# Add sparkle to your yarn



## beaz (Mar 16, 2013)

Just ran across this tutorial on adding sparkle to any yarn
http://www.gleefulthings.com/blog/?p=4938


----------



## Messy Grandma (Jul 19, 2013)

Just what I needed. I love sparkles.


----------



## TennKnitter (Jul 24, 2013)

Great idea! :thumbup: :thumbup:


----------



## CuriousKitty (Dec 19, 2013)

Thank you, I've been using sparkle crochet thread, this is even better!


----------



## Hurricane (May 18, 2013)

I must be missing something, I get to her page, but there is no video


----------



## gawatoc (Feb 21, 2011)

Hurricane said:


> I must be missing something, I get to her page, but there is no video


That makes two of us


----------



## Chrissy (May 3, 2011)

gawatoc said:


> That makes two of us


It's a sparkly thread, found in embroidery sections of stores.
Used with your yarn it gives a lovely sparkle and is available in many colours. I am sure it will work just as well with knitting. The brand is called Sulky.


----------



## Revan (Jun 29, 2011)

Thank you Chrissy!


----------



## schbus03 (Feb 27, 2011)

Thank you so much. I was just looking for a periwinkle blue sparkle yarn and could not find it. Now I will use this idea and make my own!!!


----------



## Maltova (Jun 24, 2014)

What a neat idea. I can't wait to try it on my next project!


----------



## Ali9407 (Jun 25, 2011)

I also cannot access. Is it merely knitting with one strand yarn and one strand sparkle thread?


----------



## Jean Large (Nov 29, 2013)

What a great idea. I have a 50 year High School Reunion in October. Got to get a shawl made for the sit-down dinner we will be having at an up-scale restaurant. I will use this and a nice lilac or lavender yarn.


----------



## Abi_marsden (Aug 5, 2012)

I can't get the video and would love to know how to do this.


----------



## pepsinut (Aug 13, 2014)

What a great idea. Thanks for posting the video. I can hardly wait to make something and add the thread.


----------



## Debiknit (Jul 7, 2011)

How would it hold up though? There is no stretch to it.
I would think it would break fairly easy.


----------



## jberg (Mar 23, 2011)

What an easy neat idea! Must give it a try soon. Thanks for the post. Happy Needling. jberg


----------



## pzoe (Mar 17, 2011)

I couldn't get the link to open. I googled it and got it to open. She showed glitter and the thread but only used the thread. The video ended abruptly. Is the trick simply to knit with the thread?


----------



## jstrr1 (Feb 26, 2011)

I also sew and use an embroidery machine. I have tons of this kind of thread...so now I have yet another reason to use it. WOW, thanks for the tip!


----------



## SouthernGirl (Dec 28, 2011)

thanks for the link


----------



## Lamzdivy (Apr 25, 2011)

Thanks!! :thumbup: :thumbup: :thumbup: :thumbup:


----------



## Chrissy (May 3, 2011)

pzoe said:


> I couldn't get the link to open. I googled it and got it to open. She showed glitter and the thread but only used the thread. The video ended abruptly. Is the trick simply to knit with the thread?
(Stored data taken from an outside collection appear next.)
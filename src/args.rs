//! Command-line argument parsing.

use crate::config::Config;
use clap::Parser;

/// Network interface statistics sampler with HTTP query endpoints
#[derive(Parser, Debug, Clone)]
#[command(author, version, about, long_about = None)]
pub struct Args {
    /// Device to monitor (overrides config file)
    #[arg(short, long, env = "LINKMETER_DEVICE")]
    pub device: Option<String>,

    /// Address to listen on (overrides config file)
    #[arg(short, long, env = "LINKMETER_LISTEN")]
    pub listen: Option<String>,

    /// Configuration file path
    #[arg(short, long, default_value = "linkmeter.toml", env = "LINKMETER_CONFIG")]
    pub config: String,

    /// Exclude devices matching this pattern from the stats fetch
    #[arg(long, env = "LINKMETER_IGNORE_PATTERN")]
    pub ignore_pattern: Option<String>,

    /// Fetch only devices matching this pattern
    #[arg(long, env = "LINKMETER_ACCEPT_PATTERN")]
    pub accept_pattern: Option<String>,
}

impl Args {
    /// Fold command-line overrides into a loaded config.
    pub fn apply(&self, config: &mut Config) {
        if let Some(device) = &self.device {
            config.device = device.clone();
        }
        if let Some(listen) = &self.listen {
            config.listen = listen.clone();
        }
        if self.ignore_pattern.is_some() {
            config.ignore_pattern = self.ignore_pattern.clone();
        }
        if self.accept_pattern.is_some() {
            config.accept_pattern = self.accept_pattern.clone();
        }
    }
}
//! Read-side rendering of the ring history.

use crate::counters::COUNTER_NAMES;
use crate::ring::RingStore;
use std::fmt::Write;
use std::sync::Arc;
use tracing::error;

/// Aggregate of the one-step counter-sum gradients that exceeded the
/// baseline threshold.
#[derive(Debug, Clone, Copy, PartialEq, Eq)]
pub struct BaselineSummary {
    /// How many gradients exceeded the threshold.
    pub above_baseline_count: u64,
    /// Sum of `gradient - threshold` over exactly those gradients.
    pub above_baseline_area_sum: u64,
}

impl BaselineSummary {
    /// Render the two-line plain-text response body.
    #[must_use]
    pub fn render(&self) -> String {
        format!(
            "above_baseline_count {}\nabove_baseline_area_sum {}\n",
            self.above_baseline_count, self.above_baseline_area_sum
        )
    }
}

/// Reads a requested window from the ring and renders it.
///
/// Both operations are computed against the `(cursor, slots)` pair at call
/// time; see [`RingStore`] for what a concurrent write can do to a range.
#[derive(Debug, Clone)]
pub struct QueryEngine {
    ring: Arc<RingStore>,
}

impl QueryEngine {
    pub fn new(ring: Arc<RingStore>) -> Self {
        Self { ring }
    }

    /// Validate `0 < n < window`. Range errors are recovered locally:
    /// logged here, empty result at the caller.
    fn checked_count(&self, n: i64) -> Option<usize> {
        let window = self.ring.window();
        if n <= 0 || n >= window as i64 {
            error!("query range invalid, need 0 < {} < {}", n, window);
            return None;
        }
        Some(n as usize)
    }

    /// The `n` most recent snapshots, one line per counter per snapshot:
    /// `"<absolute_index> <counter_name> <value>\n"`, oldest snapshot
    /// first, counters in declared order. Out-of-range `n` yields an empty
    /// string.
    #[must_use]
    pub fn raw(&self, n: i64) -> String {
        let Some(n) = self.checked_count(n) else {
            return String::new();
        };

        let mut body = String::new();
        for (position, snapshot) in self.ring.read_range(self.ring.cursor(), n) {
            for (name, value) in COUNTER_NAMES.iter().zip(snapshot) {
                // infallible for String
                let _ = writeln!(body, "{} {} {}", position, name, value);
            }
        }
        body
    }

    /// Baseline-crossing aggregate over the `n` most recent snapshots.
    ///
    /// Each snapshot's gradient is the first difference of its summed
    /// counters against the immediately preceding slot, so `n + 1` slots
    /// are read. Arithmetic wraps: a counter reset or wraparound on the
    /// device produces one absurd gradient, which is a known limitation
    /// rather than something this clamps. Out-of-range `n` yields `None`.
    #[must_use]
    pub fn baseline(&self, threshold: u64, n: i64) -> Option<BaselineSummary> {
        let n = self.checked_count(n)?;

        let mut above_baseline_count = 0;
        let mut above_baseline_area_sum = 0u64;

        let range = self.ring.read_range(self.ring.cursor(), n + 1);
        for pair in range.windows(2) {
            let gradient = sum(pair[1].1).wrapping_sub(sum(pair[0].1));
            if gradient > threshold {
                above_baseline_count += 1;
                above_baseline_area_sum =
                    above_baseline_area_sum.wrapping_add(gradient - threshold);
            }
        }

        Some(BaselineSummary {
            above_baseline_count,
            above_baseline_area_sum,
        })
    }
}

fn sum(snapshot: crate::counters::CounterSet) -> u64 {
    snapshot.iter().fold(0u64, |acc, v| acc.wrapping_add(*v))
}

#[cfg(test)]
mod tests {
    use super::*;

    #[test]
    fn test_raw_line_format() {
        let ring = Arc::new(RingStore::new(8));
        ring.write(4, [11, 22]);
        ring.set_cursor(5);

        let engine = QueryEngine::new(ring);
        assert_eq!(engine.raw(1), "4 receive_bytes 11\n4 transmit_bytes 22\n");
    }

    #[test]
    fn test_baseline_render_format() {
        let summary = BaselineSummary {
            above_baseline_count: 35,
            above_baseline_area_sum: 531_161,
        };
        assert_eq!(
            summary.render(),
            "above_baseline_count 35\nabove_baseline_area_sum 531161\n"
        );
    }

    #[test]
    fn test_out_of_range_is_empty() {
        let engine = QueryEngine::new(Arc::new(RingStore::new(8)));
        assert_eq!(engine.raw(0), "");
        assert_eq!(engine.raw(8), "");
        assert_eq!(engine.raw(-3), "");
        assert!(engine.baseline(100, 0).is_none());
        assert!(engine.baseline(100, 8).is_none());
    }
}
//! Statistics source adapters
//!
//! The sampling loop only needs "the counter set for every in-scope
//! interface, or an error". [`StatsProvider`] is that seam; the production
//! implementation reads the kernel's per-interface counter table.

mod netdev;

pub use netdev::NetDevProvider;

use crate::counters::CounterSet;
use std::collections::HashMap;
use thiserror::Error;

/// Error fetching a snapshot from the statistics source
///
/// Fetches are all-or-nothing: any unreadable source or malformed row fails
/// the whole call, never a partial result.
#[derive(Debug, Error)]
pub enum ProviderError {
    #[error("statistics source unreachable: {0}")]
    Io(#[from] std::io::Error),

    #[error("malformed statistics for {device}: {reason}")]
    Parse { device: String, reason: String },
}

/// Source of per-device counter snapshots.
pub trait StatsProvider: Send + Sync {
    /// Fetch the current counter set for every in-scope interface.
    fn fetch(&self) -> Result<HashMap<String, CounterSet>, ProviderError>;
}
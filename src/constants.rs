//! Constants used throughout the sampler
//!
//! Centralizes the window geometry, HTTP defaults and timing values so the
//! relationships between them can be checked at compile time.

use std::time::Duration;

/// Ring capacity in samples. One slot per second means the window covers
/// five minutes of history.
pub const WINDOW: usize = 300;

/// Number of samples returned when a request omits `n` or sends something
/// unparsable.
pub const DEFAULT_SAMPLE_COUNT: i64 = 60;

/// Baseline threshold (bytes per tick) used when a request omits `baseline`.
pub const DEFAULT_BASELINE: u64 = 100;

/// Period of the sampling loop. One slot is written per period.
pub const SAMPLE_PERIOD: Duration = Duration::from_secs(1);

/// How long the coordinator waits after cancelling for in-flight requests
/// to drain before the process exits.
pub const SHUTDOWN_GRACE: Duration = Duration::from_millis(1500);

// Compile-time validation

/// The window must be able to hold more than the default request size,
/// otherwise default requests would always fail range validation.
const _DEFAULT_FITS: () = assert!(
    (DEFAULT_SAMPLE_COUNT as usize) < WINDOW,
    "DEFAULT_SAMPLE_COUNT must be inside the valid (0, WINDOW) range"
);

/// A one-slot ring cannot hold a gradient's predecessor.
const _WINDOW_MIN: () = assert!(WINDOW > 1, "WINDOW must hold at least two samples");
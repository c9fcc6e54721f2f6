//! Fixed-capacity ring of counter snapshots.
//!
//! One writer (the sampling loop) and arbitrarily many readers (HTTP
//! requests) share the ring without locks. Each counter value lives in an
//! `AtomicU64` accessed with relaxed ordering, so a single value is never
//! observed torn; a read *range* that overlaps the slot currently being
//! overwritten can still mix old and new data for that one slot. At a
//! window of hundreds of seconds against microsecond reads this staleness
//! is accepted rather than locked away. Wrapping the store in an RwLock
//! would restore strict consistency without changing the contract.

use crate::counters::{CounterSet, COUNTER_COUNT};
use std::sync::atomic::{AtomicU64, AtomicUsize, Ordering};

#[derive(Debug)]
struct Slot {
    counters: [AtomicU64; COUNTER_COUNT],
}

impl Slot {
    fn new() -> Self {
        Self {
            counters: std::array::from_fn(|_| AtomicU64::new(0)),
        }
    }
}

/// Circular buffer of the most recent `window` snapshots plus the cursor,
/// the index of the next slot to be written.
#[derive(Debug)]
pub struct RingStore {
    slots: Box<[Slot]>,
    cursor: AtomicUsize,
}

impl RingStore {
    /// Create a ring with `window` zeroed slots and the cursor at 0.
    pub fn new(window: usize) -> Self {
        debug_assert!(window > 1, "ring needs at least two slots");
        Self {
            slots: (0..window).map(|_| Slot::new()).collect(),
            cursor: AtomicUsize::new(0),
        }
    }

    /// Ring capacity in samples.
    #[must_use]
    pub fn window(&self) -> usize {
        self.slots.len()
    }

    /// Next write position.
    #[must_use]
    pub fn cursor(&self) -> usize {
        self.cursor.load(Ordering::Relaxed)
    }

    pub fn set_cursor(&self, position: usize) {
        self.cursor.store(position % self.window(), Ordering::Relaxed);
    }

    /// Store a snapshot at `position`. Never fails: plain atomic stores,
    /// no allocation, no I/O.
    pub fn write(&self, position: usize, snapshot: CounterSet) {
        let slot = &self.slots[position % self.window()];
        for (counter, value) in slot.counters.iter().zip(snapshot) {
            counter.store(value, Ordering::Relaxed);
        }
    }

    /// Load the snapshot at `position`.
    #[must_use]
    pub fn read(&self, position: usize) -> CounterSet {
        let slot = &self.slots[position % self.window()];
        std::array::from_fn(|i| slot.counters[i].load(Ordering::Relaxed))
    }

    /// The `n` most recent snapshots ending just before `end`, oldest
    /// first, each paired with its absolute slot index. Indices are
    /// `(end - n + i) mod window`, so the range wraps across the array
    /// boundary wherever the cursor sits. Range validation is the caller's
    /// job; the store only wraps.
    #[must_use]
    pub fn read_range(&self, end: usize, n: usize) -> Vec<(usize, CounterSet)> {
        let window = self.window();
        (0..n)
            .map(|i| {
                let position = (end + window - n + i) % window;
                (position, self.read(position))
            })
            .collect()
    }
}
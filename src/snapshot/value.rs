//! Cell values carried from a source cursor into a snapshot table

use chrono::NaiveDateTime;
use rusqlite::types::{ToSql, ToSqlOutput, ValueRef};

/// Text form of timestamps written to the local store
pub const TIMESTAMP_FORMAT: &str = "%Y-%m-%d %H:%M:%S%.f";

/// One value read from a source row
#[derive(Debug, Clone, PartialEq)]
pub enum Value {
    Null,
    Bool(bool),
    Int(i64),
    Float(f64),
    Text(String),
    Bytes(Vec<u8>),
    Timestamp(NaiveDateTime),
}

impl<T: Into<Value>> From<Option<T>> for Value {
    fn from(value: Option<T>) -> Self {
        value.map(Into::into).unwrap_or(Value::Null)
    }
}

impl From<bool> for Value {
    fn from(value: bool) -> Self {
        Value::Bool(value)
    }
}

impl From<i16> for Value {
    fn from(value: i16) -> Self {
        Value::Int(value.into())
    }
}

impl From<i32> for Value {
    fn from(value: i32) -> Self {
        Value::Int(value.into())
    }
}

impl From<i64> for Value {
    fn from(value: i64) -> Self {
        Value::Int(value)
    }
}

impl From<f32> for Value {
    fn from(value: f32) -> Self {
        Value::Float(value.into())
    }
}

impl From<f64> for Value {
    fn from(value: f64) -> Self {
        Value::Float(value)
    }
}

impl From<String> for Value {
    fn from(value: String) -> Self {
        Value::Text(value)
    }
}

impl From<Vec<u8>> for Value {
    fn from(value: Vec<u8>) -> Self {
        Value::Bytes(value)
    }
}

impl From<NaiveDateTime> for Value {
    fn from(value: NaiveDateTime) -> Self {
        Value::Timestamp(value)
    }
}

impl ToSql for Value {
    fn to_sql(&self) -> rusqlite::Result<ToSqlOutput<'_>> {
        Ok(match self {
            Value::Null => ToSqlOutput::Borrowed(ValueRef::Null),
            Value::Bool(b) => ToSqlOutput::Owned(rusqlite::types::Value::Integer(i64::from(*b))),
            Value::Int(i) => ToSqlOutput::Borrowed(ValueRef::Integer(*i)),
            Value::Float(f) => ToSqlOutput::Borrowed(ValueRef::Real(*f)),
            Value::Text(s) => ToSqlOutput::Borrowed(ValueRef::Text(s.as_bytes())),
            Value::Bytes(b) => ToSqlOutput::Borrowed(ValueRef::Blob(b)),
            Value::Timestamp(ts) => ToSqlOutput::Owned(rusqlite::types::Value::Text(
                ts.format(TIMESTAMP_FORMAT).to_string(),
            )),
        })
    }
}

/// Render a stored value through a string accessor.
///
/// This is the uniform form rows take when diffed.
pub fn render(value: ValueRef<'_>) -> Option<String> {
    match value {
        ValueRef::Null => None,
        ValueRef::Integer(i) => Some(i.to_string()),
        ValueRef::Real(f) => Some(f.to_string()),
        ValueRef::Text(t) => Some(String::from_utf8_lossy(t).into_owned()),
        ValueRef::Blob(b) => Some(b.iter().map(|byte| format!("{:02x}", byte)).collect()),
    }
}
You use one strand of the sparkle thread together with one strand of what ever yarn you wish to use. Cant wait to buy some and give it a try. :thumbup:


----------



## gakernil (Aug 30, 2013)

just what the doctor ordered!!!! just found a neat snowflake pattern that this will work on just wonderful, thanks!!!!!


----------



## Dorabell (May 26, 2011)

What a good idea. I plan to try this soon.


----------



## cjssr (Oct 30, 2012)

Thanks, great idea, will try this for sure.


----------



## Susan from NC (Jan 23, 2013)

Love this idea! Thanks for sharing.


----------



## yona (Feb 7, 2011)

I've been using a sparkly yarn which I purchase at my LYS for as long as I can remember. The Sulky is a better idea since it's less expensive than the sparkly yarn I've been buying all these decades.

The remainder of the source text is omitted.